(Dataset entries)
::::
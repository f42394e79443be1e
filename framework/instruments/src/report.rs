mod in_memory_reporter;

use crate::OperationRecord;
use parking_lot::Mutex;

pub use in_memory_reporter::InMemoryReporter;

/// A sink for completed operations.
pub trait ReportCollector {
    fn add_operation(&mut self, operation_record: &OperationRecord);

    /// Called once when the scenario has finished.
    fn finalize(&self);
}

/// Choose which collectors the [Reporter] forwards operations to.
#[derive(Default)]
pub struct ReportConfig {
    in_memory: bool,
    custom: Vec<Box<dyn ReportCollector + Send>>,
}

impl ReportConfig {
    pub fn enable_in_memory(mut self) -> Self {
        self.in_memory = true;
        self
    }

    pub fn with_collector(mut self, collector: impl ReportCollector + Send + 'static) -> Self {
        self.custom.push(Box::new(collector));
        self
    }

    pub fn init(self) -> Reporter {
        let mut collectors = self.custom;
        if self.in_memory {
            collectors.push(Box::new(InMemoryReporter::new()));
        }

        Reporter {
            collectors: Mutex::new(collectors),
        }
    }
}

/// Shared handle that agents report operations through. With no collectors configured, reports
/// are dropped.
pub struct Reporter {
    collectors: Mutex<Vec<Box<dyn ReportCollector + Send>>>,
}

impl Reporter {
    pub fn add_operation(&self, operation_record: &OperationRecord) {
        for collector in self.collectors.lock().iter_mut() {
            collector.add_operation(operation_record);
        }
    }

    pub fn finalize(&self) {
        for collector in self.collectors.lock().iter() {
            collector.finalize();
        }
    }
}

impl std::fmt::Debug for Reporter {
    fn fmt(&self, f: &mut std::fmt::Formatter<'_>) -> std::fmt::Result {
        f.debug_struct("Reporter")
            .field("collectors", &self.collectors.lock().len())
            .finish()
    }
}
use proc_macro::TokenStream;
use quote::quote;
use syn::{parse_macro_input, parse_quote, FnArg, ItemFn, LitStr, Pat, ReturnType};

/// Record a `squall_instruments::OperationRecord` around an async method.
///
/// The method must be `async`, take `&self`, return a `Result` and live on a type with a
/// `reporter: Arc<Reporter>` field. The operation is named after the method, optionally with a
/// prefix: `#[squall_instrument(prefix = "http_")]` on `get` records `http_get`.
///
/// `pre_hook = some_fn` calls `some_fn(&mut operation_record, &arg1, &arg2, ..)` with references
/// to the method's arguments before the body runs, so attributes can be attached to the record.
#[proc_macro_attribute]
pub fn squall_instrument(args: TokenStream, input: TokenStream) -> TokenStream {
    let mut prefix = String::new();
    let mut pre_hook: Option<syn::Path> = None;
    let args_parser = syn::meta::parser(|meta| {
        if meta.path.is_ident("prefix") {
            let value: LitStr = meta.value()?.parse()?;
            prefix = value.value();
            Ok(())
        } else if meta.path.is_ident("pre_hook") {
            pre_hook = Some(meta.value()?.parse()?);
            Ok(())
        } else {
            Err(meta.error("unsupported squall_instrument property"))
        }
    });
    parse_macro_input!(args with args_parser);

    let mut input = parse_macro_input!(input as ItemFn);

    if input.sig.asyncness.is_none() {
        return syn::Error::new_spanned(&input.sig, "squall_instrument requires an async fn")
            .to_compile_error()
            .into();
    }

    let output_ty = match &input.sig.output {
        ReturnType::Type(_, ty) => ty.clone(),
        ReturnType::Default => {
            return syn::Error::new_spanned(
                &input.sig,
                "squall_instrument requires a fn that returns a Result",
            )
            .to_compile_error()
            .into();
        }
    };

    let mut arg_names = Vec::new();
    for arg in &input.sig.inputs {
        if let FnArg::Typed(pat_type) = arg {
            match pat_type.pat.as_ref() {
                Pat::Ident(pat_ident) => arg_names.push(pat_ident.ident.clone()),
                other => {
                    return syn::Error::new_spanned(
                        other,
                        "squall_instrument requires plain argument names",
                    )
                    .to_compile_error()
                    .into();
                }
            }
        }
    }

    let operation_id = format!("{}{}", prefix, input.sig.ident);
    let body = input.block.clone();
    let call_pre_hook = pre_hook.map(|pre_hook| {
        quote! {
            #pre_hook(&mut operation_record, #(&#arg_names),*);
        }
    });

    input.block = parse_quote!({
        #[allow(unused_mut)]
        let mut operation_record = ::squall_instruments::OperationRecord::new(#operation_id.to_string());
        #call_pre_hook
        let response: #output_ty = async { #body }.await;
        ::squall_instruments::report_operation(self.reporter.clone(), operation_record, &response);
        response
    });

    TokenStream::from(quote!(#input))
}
::::
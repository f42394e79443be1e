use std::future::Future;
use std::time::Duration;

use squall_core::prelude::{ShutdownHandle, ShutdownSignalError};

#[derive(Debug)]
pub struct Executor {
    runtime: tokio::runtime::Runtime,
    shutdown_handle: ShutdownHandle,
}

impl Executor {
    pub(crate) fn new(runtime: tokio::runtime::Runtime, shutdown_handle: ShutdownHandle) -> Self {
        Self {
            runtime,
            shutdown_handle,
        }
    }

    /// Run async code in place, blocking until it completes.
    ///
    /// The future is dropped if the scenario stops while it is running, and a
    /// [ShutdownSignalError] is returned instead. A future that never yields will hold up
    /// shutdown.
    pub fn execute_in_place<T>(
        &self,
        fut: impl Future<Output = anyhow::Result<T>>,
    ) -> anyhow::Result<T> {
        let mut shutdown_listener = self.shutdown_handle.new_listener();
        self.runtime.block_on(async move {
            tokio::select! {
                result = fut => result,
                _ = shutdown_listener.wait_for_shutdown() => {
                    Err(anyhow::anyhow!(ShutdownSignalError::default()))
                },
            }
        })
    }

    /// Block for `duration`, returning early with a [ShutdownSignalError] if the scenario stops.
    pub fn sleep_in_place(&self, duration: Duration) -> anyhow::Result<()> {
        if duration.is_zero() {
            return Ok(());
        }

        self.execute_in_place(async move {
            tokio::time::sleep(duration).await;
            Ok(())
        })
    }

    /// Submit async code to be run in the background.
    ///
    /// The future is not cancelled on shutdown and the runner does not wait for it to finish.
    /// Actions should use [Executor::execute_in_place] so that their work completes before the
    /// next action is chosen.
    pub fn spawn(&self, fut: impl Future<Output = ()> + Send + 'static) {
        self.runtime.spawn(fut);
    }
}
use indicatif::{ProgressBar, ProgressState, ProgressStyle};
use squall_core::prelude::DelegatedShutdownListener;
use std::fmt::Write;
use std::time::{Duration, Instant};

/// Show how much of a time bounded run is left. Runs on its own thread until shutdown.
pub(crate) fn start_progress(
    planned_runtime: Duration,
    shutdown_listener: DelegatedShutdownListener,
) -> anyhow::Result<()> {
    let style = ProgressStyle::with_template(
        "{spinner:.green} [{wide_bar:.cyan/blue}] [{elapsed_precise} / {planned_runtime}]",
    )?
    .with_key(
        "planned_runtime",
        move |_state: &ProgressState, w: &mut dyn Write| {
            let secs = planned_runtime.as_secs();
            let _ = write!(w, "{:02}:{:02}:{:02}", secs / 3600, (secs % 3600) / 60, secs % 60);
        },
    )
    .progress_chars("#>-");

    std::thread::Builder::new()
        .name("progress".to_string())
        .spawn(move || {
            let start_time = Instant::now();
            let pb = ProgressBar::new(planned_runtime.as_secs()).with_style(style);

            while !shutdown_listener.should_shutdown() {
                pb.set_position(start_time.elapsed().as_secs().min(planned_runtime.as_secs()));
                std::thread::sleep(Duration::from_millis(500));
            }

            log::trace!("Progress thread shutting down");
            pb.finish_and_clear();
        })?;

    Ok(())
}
::::
**Prompt**
Among the lines of the data above, find those with the word "thread" and show them.

**Result**
/// Show how much of a time bounded run is left. Runs on its own thread until shutdown.
    std::thread::Builder::new()
                std::thread::sleep(Duration::from_millis(500));
            log::trace!("Progress thread shutting down");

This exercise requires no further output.